* EXERCISE INSTRUCTIONS *
Copy out all of the data that follows, exactly as it appears.

* SOURCE DATA *
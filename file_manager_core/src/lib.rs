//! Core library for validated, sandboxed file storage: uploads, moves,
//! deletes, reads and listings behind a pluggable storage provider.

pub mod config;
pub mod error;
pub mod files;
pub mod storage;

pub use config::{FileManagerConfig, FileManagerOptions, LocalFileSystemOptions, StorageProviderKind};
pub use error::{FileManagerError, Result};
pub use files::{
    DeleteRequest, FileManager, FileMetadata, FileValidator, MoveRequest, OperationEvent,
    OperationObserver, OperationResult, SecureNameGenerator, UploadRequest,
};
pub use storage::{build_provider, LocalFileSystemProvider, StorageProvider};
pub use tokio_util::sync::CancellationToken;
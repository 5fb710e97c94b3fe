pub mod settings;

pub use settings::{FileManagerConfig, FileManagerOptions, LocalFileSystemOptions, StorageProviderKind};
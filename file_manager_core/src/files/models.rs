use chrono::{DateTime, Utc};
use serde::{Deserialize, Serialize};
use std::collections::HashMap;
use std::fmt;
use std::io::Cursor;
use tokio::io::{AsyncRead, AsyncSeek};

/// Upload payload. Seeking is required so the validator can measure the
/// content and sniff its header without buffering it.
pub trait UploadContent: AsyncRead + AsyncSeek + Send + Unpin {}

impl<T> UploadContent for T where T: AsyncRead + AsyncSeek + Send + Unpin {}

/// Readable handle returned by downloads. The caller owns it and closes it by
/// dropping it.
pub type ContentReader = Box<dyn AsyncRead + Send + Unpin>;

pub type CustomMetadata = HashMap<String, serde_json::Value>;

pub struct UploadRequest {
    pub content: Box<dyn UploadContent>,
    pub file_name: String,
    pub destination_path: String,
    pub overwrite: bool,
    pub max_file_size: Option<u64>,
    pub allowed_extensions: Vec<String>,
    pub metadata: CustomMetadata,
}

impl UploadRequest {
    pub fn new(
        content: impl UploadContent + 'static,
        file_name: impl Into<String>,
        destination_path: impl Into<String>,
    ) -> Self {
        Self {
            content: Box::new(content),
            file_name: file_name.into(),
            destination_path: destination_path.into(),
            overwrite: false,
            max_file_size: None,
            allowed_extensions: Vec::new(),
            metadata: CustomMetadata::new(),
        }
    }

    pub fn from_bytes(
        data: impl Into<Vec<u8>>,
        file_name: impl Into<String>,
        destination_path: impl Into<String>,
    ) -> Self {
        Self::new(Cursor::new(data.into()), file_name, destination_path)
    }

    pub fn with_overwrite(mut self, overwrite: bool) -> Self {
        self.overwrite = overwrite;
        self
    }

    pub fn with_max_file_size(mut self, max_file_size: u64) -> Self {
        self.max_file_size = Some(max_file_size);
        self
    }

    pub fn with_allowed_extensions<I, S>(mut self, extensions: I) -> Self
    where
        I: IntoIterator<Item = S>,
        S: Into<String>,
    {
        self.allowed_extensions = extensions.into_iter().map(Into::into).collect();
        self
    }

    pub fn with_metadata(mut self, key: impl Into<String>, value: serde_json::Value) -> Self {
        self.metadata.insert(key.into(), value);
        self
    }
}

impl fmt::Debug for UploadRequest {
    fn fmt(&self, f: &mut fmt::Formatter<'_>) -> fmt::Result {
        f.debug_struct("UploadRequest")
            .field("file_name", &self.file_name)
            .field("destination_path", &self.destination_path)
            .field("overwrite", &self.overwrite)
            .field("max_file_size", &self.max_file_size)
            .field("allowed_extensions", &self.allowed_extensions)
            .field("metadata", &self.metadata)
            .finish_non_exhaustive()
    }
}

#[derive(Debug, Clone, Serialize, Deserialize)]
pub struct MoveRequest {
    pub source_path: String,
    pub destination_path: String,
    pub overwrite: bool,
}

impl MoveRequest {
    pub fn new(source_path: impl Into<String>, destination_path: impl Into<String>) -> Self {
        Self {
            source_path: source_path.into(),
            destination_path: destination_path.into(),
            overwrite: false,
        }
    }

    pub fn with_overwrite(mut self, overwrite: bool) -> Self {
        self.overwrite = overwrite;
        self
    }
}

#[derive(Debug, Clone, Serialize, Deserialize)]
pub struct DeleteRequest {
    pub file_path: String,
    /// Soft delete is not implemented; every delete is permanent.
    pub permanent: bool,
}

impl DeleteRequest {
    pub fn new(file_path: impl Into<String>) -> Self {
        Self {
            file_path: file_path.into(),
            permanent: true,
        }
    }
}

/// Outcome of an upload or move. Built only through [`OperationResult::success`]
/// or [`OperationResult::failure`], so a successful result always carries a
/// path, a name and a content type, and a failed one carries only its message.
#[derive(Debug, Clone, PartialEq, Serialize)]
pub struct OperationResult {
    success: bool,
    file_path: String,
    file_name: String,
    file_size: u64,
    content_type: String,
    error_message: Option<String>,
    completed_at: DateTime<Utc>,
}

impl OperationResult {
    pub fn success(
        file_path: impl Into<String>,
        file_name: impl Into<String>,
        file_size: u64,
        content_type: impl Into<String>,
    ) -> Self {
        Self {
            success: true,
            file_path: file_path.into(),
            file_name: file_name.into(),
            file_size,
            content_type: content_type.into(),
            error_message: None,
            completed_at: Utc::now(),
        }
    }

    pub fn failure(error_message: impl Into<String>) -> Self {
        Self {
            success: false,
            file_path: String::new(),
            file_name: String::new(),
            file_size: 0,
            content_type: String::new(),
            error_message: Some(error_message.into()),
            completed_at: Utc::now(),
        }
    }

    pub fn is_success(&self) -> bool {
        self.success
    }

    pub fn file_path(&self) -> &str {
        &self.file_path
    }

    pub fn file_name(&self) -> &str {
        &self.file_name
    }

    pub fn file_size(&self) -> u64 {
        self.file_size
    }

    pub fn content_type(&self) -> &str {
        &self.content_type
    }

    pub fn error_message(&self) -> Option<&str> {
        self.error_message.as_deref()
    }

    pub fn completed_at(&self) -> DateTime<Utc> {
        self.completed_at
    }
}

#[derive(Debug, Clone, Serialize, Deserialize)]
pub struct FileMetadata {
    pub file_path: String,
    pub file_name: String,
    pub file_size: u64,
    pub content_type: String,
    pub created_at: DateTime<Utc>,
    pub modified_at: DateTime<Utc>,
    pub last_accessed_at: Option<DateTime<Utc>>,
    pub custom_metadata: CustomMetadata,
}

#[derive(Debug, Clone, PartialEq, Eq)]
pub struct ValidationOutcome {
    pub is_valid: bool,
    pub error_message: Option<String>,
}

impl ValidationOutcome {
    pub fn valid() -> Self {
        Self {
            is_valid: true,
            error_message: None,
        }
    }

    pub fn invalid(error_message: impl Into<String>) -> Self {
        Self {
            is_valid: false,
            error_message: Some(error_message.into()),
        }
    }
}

* RESULT FOR THIS EXERCISE *
filename file_manager_core/src/lib.rs
//! Core library for validated, sandboxed file storage: uploads, moves,
//! deletes, reads and listings behind a pluggable storage provider.

pub mod config;
pub mod error;
pub mod files;
pub mod storage;

pub use config::{FileManagerConfig, FileManagerOptions, LocalFileSystemOptions, StorageProviderKind};
pub use error::{FileManagerError, Result};
pub use files::{
    DeleteRequest, FileManager, FileMetadata, FileValidator, MoveRequest, OperationEvent,
    OperationObserver, OperationResult, SecureNameGenerator, UploadRequest,
};
pub use storage::{build_provider, LocalFileSystemProvider, StorageProvider};
pub use tokio_util::sync::CancellationToken;
repository 5fb710e97c94b3fe
pub mod settings;

pub use settings::{FileManagerConfig, FileManagerOptions, LocalFileSystemOptions, StorageProviderKind};
filename file_manager_core/src/files/models.rs
use chrono::{DateTime, Utc};
use serde::{Deserialize, Serialize};
use std::collections::HashMap;
use std::fmt;
use std::io::Cursor;
use tokio::io::{AsyncRead, AsyncSeek};

/// Upload payload. Seeking is required so the validator can measure the
/// content and sniff its header without buffering it.
pub trait UploadContent: AsyncRead + AsyncSeek + Send + Unpin {}

impl<T> UploadContent for T where T: AsyncRead + AsyncSeek + Send + Unpin {}

/// Readable handle returned by downloads. The caller owns it and closes it by
/// dropping it.
pub type ContentReader = Box<dyn AsyncRead + Send + Unpin>;

pub type CustomMetadata = HashMap<String, serde_json::Value>;

pub struct UploadRequest {
    pub content: Box<dyn UploadContent>,
    pub file_name: String,
    pub destination_path: String,
    pub overwrite: bool,
    pub max_file_size: Option<u64>,
    pub allowed_extensions: Vec<String>,
    pub metadata: CustomMetadata,
}

impl UploadRequest {
    pub fn new(
        content: impl UploadContent + 'static,
        file_name: impl Into<String>,
        destination_path: impl Into<String>,
    ) -> Self {
        Self {
            content: Box::new(content),
            file_name: file_name.into(),
            destination_path: destination_path.into(),
            overwrite: false,
            max_file_size: None,
            allowed_extensions: Vec::new(),
            metadata: CustomMetadata::new(),
        }
    }

    pub fn from_bytes(
        data: impl Into<Vec<u8>>,
        file_name: impl Into<String>,
        destination_path: impl Into<String>,
    ) -> Self {
        Self::new(Cursor::new(data.into()), file_name, destination_path)
    }

    pub fn with_overwrite(mut self, overwrite: bool) -> Self {
        self.overwrite = overwrite;
        self
    }

    pub fn with_max_file_size(mut self, max_file_size: u64) -> Self {
        self.max_file_size = Some(max_file_size);
        self
    }

    pub fn with_allowed_extensions<I, S>(mut self, extensions: I) -> Self
    where
        I: IntoIterator<Item = S>,
        S: Into<String>,
    {
        self.allowed_extensions = extensions.into_iter().map(Into::into).collect();
        self
    }

    pub fn with_metadata(mut self, key: impl Into<String>, value: serde_json::Value) -> Self {
        self.metadata.insert(key.into(), value);
        self
    }
}

impl fmt::Debug for UploadRequest {
    fn fmt(&self, f: &mut fmt::Formatter<'_>) -> fmt::Result {
        f.debug_struct("UploadRequest")
            .field("file_name", &self.file_name)
            .field("destination_path", &self.destination_path)
            .field("overwrite", &self.overwrite)
            .field("max_file_size", &self.max_file_size)
            .field("allowed_extensions", &self.allowed_extensions)
            .field("metadata", &self.metadata)
            .finish_non_exhaustive()
    }
}

#[derive(Debug, Clone, Serialize, Deserialize)]
pub struct MoveRequest {
    pub source_path: String,
    pub destination_path: String,
    pub overwrite: bool,
}

impl MoveRequest {
    pub fn new(source_path: impl Into<String>, destination_path: impl Into<String>) -> Self {
        Self {
            source_path: source_path.into(),
            destination_path: destination_path.into(),
            overwrite: false,
        }
    }

    pub fn with_overwrite(mut self, overwrite: bool) -> Self {
        self.overwrite = overwrite;
        self
    }
}

#[derive(Debug, Clone, Serialize, Deserialize)]
pub struct DeleteRequest {
    pub file_path: String,
    /// Soft delete is not implemented; every delete is permanent.
    pub permanent: bool,
}

impl DeleteRequest {
    pub fn new(file_path: impl Into<String>) -> Self {
        Self {
            file_path: file_path.into(),
            permanent: true,
        }
    }
}

/// Outcome of an upload or move. Built only through [`OperationResult::success`]
/// or [`OperationResult::failure`], so a successful result always carries a
/// path, a name and a content type, and a failed one carries only its message.
#[derive(Debug, Clone, PartialEq, Serialize)]
pub struct OperationResult {
    success: bool,
    file_path: String,
    file_name: String,
    file_size: u64,
    content_type: String,
    error_message: Option<String>,
    completed_at: DateTime<Utc>,
}

impl OperationResult {
    pub fn success(
        file_path: impl Into<String>,
        file_name: impl Into<String>,
        file_size: u64,
        content_type: impl Into<String>,
    ) -> Self {
        Self {
            success: true,
            file_path: file_path.into(),
            file_name: file_name.into(),
            file_size,
            content_type: content_type.into(),
            error_message: None,
            completed_at: Utc::now(),
        }
    }

    pub fn failure(error_message: impl Into<String>) -> Self {
        Self {
            success: false,
            file_path: String::new(),
            file_name: String::new(),
            file_size: 0,
            content_type: String::new(),
            error_message: Some(error_message.into()),
            completed_at: Utc::now(),
        }
    }

    pub fn is_success(&self) -> bool {
        self.success
    }

    pub fn file_path(&self) -> &str {
        &self.file_path
    }

    pub fn file_name(&self) -> &str {
        &self.file_name
    }

    pub fn file_size(&self) -> u64 {
        self.file_size
    }

    pub fn content_type(&self) -> &str {
        &self.content_type
    }

    pub fn error_message(&self) -> Option<&str> {
        self.error_message.as_deref()
    }

    pub fn completed_at(&self) -> DateTime<Utc> {
        self.completed_at
    }
}

#[derive(Debug, Clone, Serialize, Deserialize)]
pub struct FileMetadata {
    pub file_path: String,
    pub file_name: String,
    pub file_size: u64,
    pub content_type: String,
    pub created_at: DateTime<Utc>,
    pub modified_at: DateTime<Utc>,
    pub last_accessed_at: Option<DateTime<Utc>>,
    pub custom_metadata: CustomMetadata,
}

#[derive(Debug, Clone, PartialEq, Eq)]
pub struct ValidationOutcome {
    pub is_valid: bool,
    pub error_message: Option<String>,
}

impl ValidationOutcome {
    pub fn valid() -> Self {
        Self {
            is_valid: true,
            error_message: None,
        }
    }

    pub fn invalid(error_message: impl Into<String>) -> Self {
        Self {
            is_valid: false,
            error_message: Some(error_message.into()),
        }
    }
}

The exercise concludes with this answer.